Madhapur has transformed from a small, rocky village in the early 1990s into a modern IT and BPO hub. Madhapur has made its mark on the city map by having the highest concentration of IT/ITES companies in Hyderabad city. Top IT/ITES and Telco companies from all over the world are located in this suburb, fuelling the software and BPO businesses. Cyber Towers, Cyber Gateway and Cyber Pearl were the first IT structures to come up. Later on big names like Broadcom, Qualcomm, CSC, Tata Communications, Accenture, Tata Consultancy Services, Automatic Data Processing(ADP), NTT Data, Tech Mahindra, Prolifics Corporation, Deloitte, Amazon.com, Convergys, Oracle Corporation, IBM, Dell, Google, Verizon, CA Inc., Infosys, Wipro, Tata Consultancy Services, AppLabs, Invensys, Keane, Cognizant, Patni, Ram info solutions, Cyient, Capital IQ, Genpact, Novartis, Deloitte, Sitel India, Colruyt, Netcracker Technology and many others have made the city their business centre.

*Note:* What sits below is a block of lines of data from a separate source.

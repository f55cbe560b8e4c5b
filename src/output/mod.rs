//! Output formatting and display
//!
//! Ping lines and the summary go to stdout through an [`OutputFormatter`];
//! the JSON summary is rendered with serde_json.

mod colored;
mod formatter;

pub use self::colored::{ColorScheme, ColoredFormatter, PerformanceLevel};
pub use self::formatter::{FormattingOptions, OutputFormatter, PlainFormatter};

use crate::{
    error::Result,
    executor::AttemptReporter,
    models::metrics::AttemptOutcome,
    stats::ProbeSummary,
};

/// Output formatting factory for creating appropriate formatters
pub struct OutputFormatterFactory;

impl OutputFormatterFactory {
    /// Create a formatter based on color support and preferences
    pub fn create_formatter(enable_color: bool, verbose: bool) -> Box<dyn OutputFormatter> {
        let options = FormattingOptions {
            enable_color,
            verbose_mode: verbose,
        };

        if enable_color {
            Box::new(ColoredFormatter::new(options))
        } else {
            Box::new(PlainFormatter::new(options))
        }
    }

    /// Create a plain text formatter for scripts/logs
    pub fn create_plain_formatter() -> Box<dyn OutputFormatter> {
        Self::create_formatter(false, false)
    }
}

/// Prints the banner and one line per attempt to stdout
pub struct ConsoleReporter {
    formatter: Box<dyn OutputFormatter>,
    destination: String,
    /// Suppresses per-attempt lines (JSON mode)
    quiet: bool,
}

impl ConsoleReporter {
    pub fn new(formatter: Box<dyn OutputFormatter>) -> Self {
        Self {
            formatter,
            destination: String::new(),
            quiet: false,
        }
    }

    pub fn quiet(mut self, quiet: bool) -> Self {
        self.quiet = quiet;
        self
    }

    pub fn formatter(&self) -> &dyn OutputFormatter {
        self.formatter.as_ref()
    }
}

impl AttemptReporter for ConsoleReporter {
    fn on_start(&mut self, destination: &str) {
        self.destination = destination.to_string();
        if !self.quiet {
            println!("{}", self.formatter.format_banner(destination));
        }
    }

    fn on_attempt(&mut self, sequence: u32, outcome: &AttemptOutcome) {
        if !self.quiet {
            println!("{}", self.formatter.format_attempt(&self.destination, sequence, outcome));
        }
    }
}

/// Pretty-printed JSON rendering of the summary
pub fn summary_to_json(summary: &ProbeSummary) -> Result<String> {
    Ok(serde_json::to_string_pretty(summary)?)
}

This suburb is also home to National Institute of Fashion Technology (NIFT), Sri Venkateshwara college of Architecture: Sri Venkateshwara college of Arts and pharmacy college, Manthan International School and CGR International school, which are leading new International Schools in Hyderabad.

Real estate is on the rise with big names such as Ramky Estates, Aparna, Aliens, Lanco Infratech and many others constructing skyscrapers, luxury homes, SEZs etc. Companies choosing Madhapur for their business ventures have made Madhapur an integrated and modern city.

Madhapur also has become the preferred meeting place, with many international conferences and meetings taking place at Hitex Convention Center and Hotel Novotel, Hotels like Westine, Lemon Tree, Trident and other business hotels in surrounding areas like Banjara Hills and Jubilee Hills has enhanced the value of Madhapur over the last decade.

==Transport and infrastructure==
TSRTC, a state-owned bus service, connects Madhapur with other parts of the city.
The bus numbers plying to Madhapur are 10H, 127K, 222A.
Madhapur is served by MMTS train service, the station is HiTech City Station, which is a kilometer away. Taxis and autos shuttle between the station and the city. Hyderabad Metro Rail is also available at a distance.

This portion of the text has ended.